Students from various schools in Iran have been waving their hijabs (veils) in the air and chanting slogans against the country’s authorities, in an unprecedented show of support for the ongoing protests in the Persian nation.
Videos verified by the BBC show demonstrations inside schoolyards and on the streets of various cities.
Their protests come as part of broader demonstrations sparked by the death last month of a young woman who was detained by Iran’s “morality police” for violating the headscarf law.
According to images posted on social media on Monday, a group of students forced an education official to leave his school in Karaj.
Footage shows the girls yelling “shame on you” and throwing what appear to be empty water bottles at the man until he walks out a door.
In another video from the city of Karaj, which is situated just west of the capital Tehran, female students are heard shouting: “If we don’t unite, they will kill us one by one.”
In the southern city of Shiraz on Monday, dozens of students blocked traffic on a main road as they waved their handkerchiefs and shouted “death to the dictator,” in a reference to Supreme Leader Ayatollah Ali Khamenei, who has the last word in all affairs of state.
More student protests were reported Tuesday in Karaj, Tehran and the northwestern cities of Saqez and Sanandaj.
Several young women were also photographed standing in their classrooms bareheaded.
Some raised the middle finger, making a sign that is considered obscene, before the portraits of Ayatollah Khamenei and the founder of the Islamic Republic, Ayatollah Ruhollah Khomeini.
national outrage
The student demonstrations began hours after Ayatollah Khamenei broke his silence on the protests and accused the United States and Israel, Iran’s archenemies, of orchestrating “riots.”
He also gave his full support to the security forces, who have responded to the protests with a violent crackdown.

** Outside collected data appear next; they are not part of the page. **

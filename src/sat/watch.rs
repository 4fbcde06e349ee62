#![warn(clippy::all, clippy::pedantic)]
//! Per-literal watch lists.
//!
//! Each clause of length two or more watches its literals at positions 0
//! and 1. When a literal becomes false the solver only visits the clauses
//! watching it instead of rescanning the whole database.

use crate::sat::clause::Clause;
use crate::sat::literal::{Literal, Variable};
use core::ops::{Index, IndexMut};
use smallvec::SmallVec;

type WatchList = SmallVec<[usize; 6]>;

#[derive(Debug, Clone, PartialEq, Eq, Default)]
pub struct WatchLists(Vec<WatchList>);

impl WatchLists {
    #[must_use]
    pub fn new(num_vars: Variable) -> Self {
        Self(vec![WatchList::new(); 2 * num_vars as usize + 2])
    }

    /// Registers `clause` (stored at `idx`) under its two watched slots.
    pub fn attach(&mut self, clause: &Clause, idx: usize) {
        debug_assert!(clause.len() >= 2, "unit clauses are never watched");
        debug_assert_ne!(clause[0], clause[1]);
        self[clause[0]].push(idx);
        self[clause[1]].push(idx);
    }

    /// Removes `idx` from the lists of both watched literals.
    pub fn detach(&mut self, first: Literal, second: Literal, idx: usize) {
        self[first].retain(|&mut c| c != idx);
        self[second].retain(|&mut c| c != idx);
    }
}

impl Index<Literal> for WatchLists {
    type Output = WatchList;

    fn index(&self, lit: Literal) -> &Self::Output {
        &self.0[lit.index()]
    }
}

impl IndexMut<Literal> for WatchLists {
    fn index_mut(&mut self, lit: Literal) -> &mut Self::Output {
        &mut self.0[lit.index()]
    }
}

#[cfg(test)]
mod tests {
    use super::*;

    fn clause(lits: &[i32]) -> Clause {
        Clause::new(lits.iter().map(|&l| Literal::from_dimacs(l)).collect())
    }

    #[test]
    fn attach_registers_both_watches() {
        let mut watches = WatchLists::new(3);
        let c = clause(&[1, -2, 3]);
        watches.attach(&c, 0);
        assert_eq!(watches[Literal::from_dimacs(1)].as_slice(), &[0]);
        assert_eq!(watches[Literal::from_dimacs(-2)].as_slice(), &[0]);
        assert!(watches[Literal::from_dimacs(3)].is_empty());
    }

    #[test]
    fn detach_removes_only_the_clause() {
        let mut watches = WatchLists::new(2);
        let a = clause(&[1, 2]);
        let b = clause(&[1, -2]);
        watches.attach(&a, 0);
        watches.attach(&b, 1);
        watches.detach(a[0], a[1], 0);
        assert_eq!(watches[Literal::from_dimacs(1)].as_slice(), &[1]);
        assert!(watches[Literal::from_dimacs(2)].is_empty());
    }
}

The protests were sparked by the death of Mahsa Amini, a 22-year-old Kurdish woman who fell into a coma after being detained by morality police on September 13 in Tehran, for allegedly breaking the law requiring women to cover themselves. hair with a veil or scarf. She died in hospital three days later.
Her family has alleged that the officers hit her on the head with a baton and threw her against one of their vehicles. Police have denied she was mistreated and she said she suffered “sudden heart failure”.
The first protests took place in the Kurdish-populated northwest of Iran, where Amini lived, and then quickly spread across the country.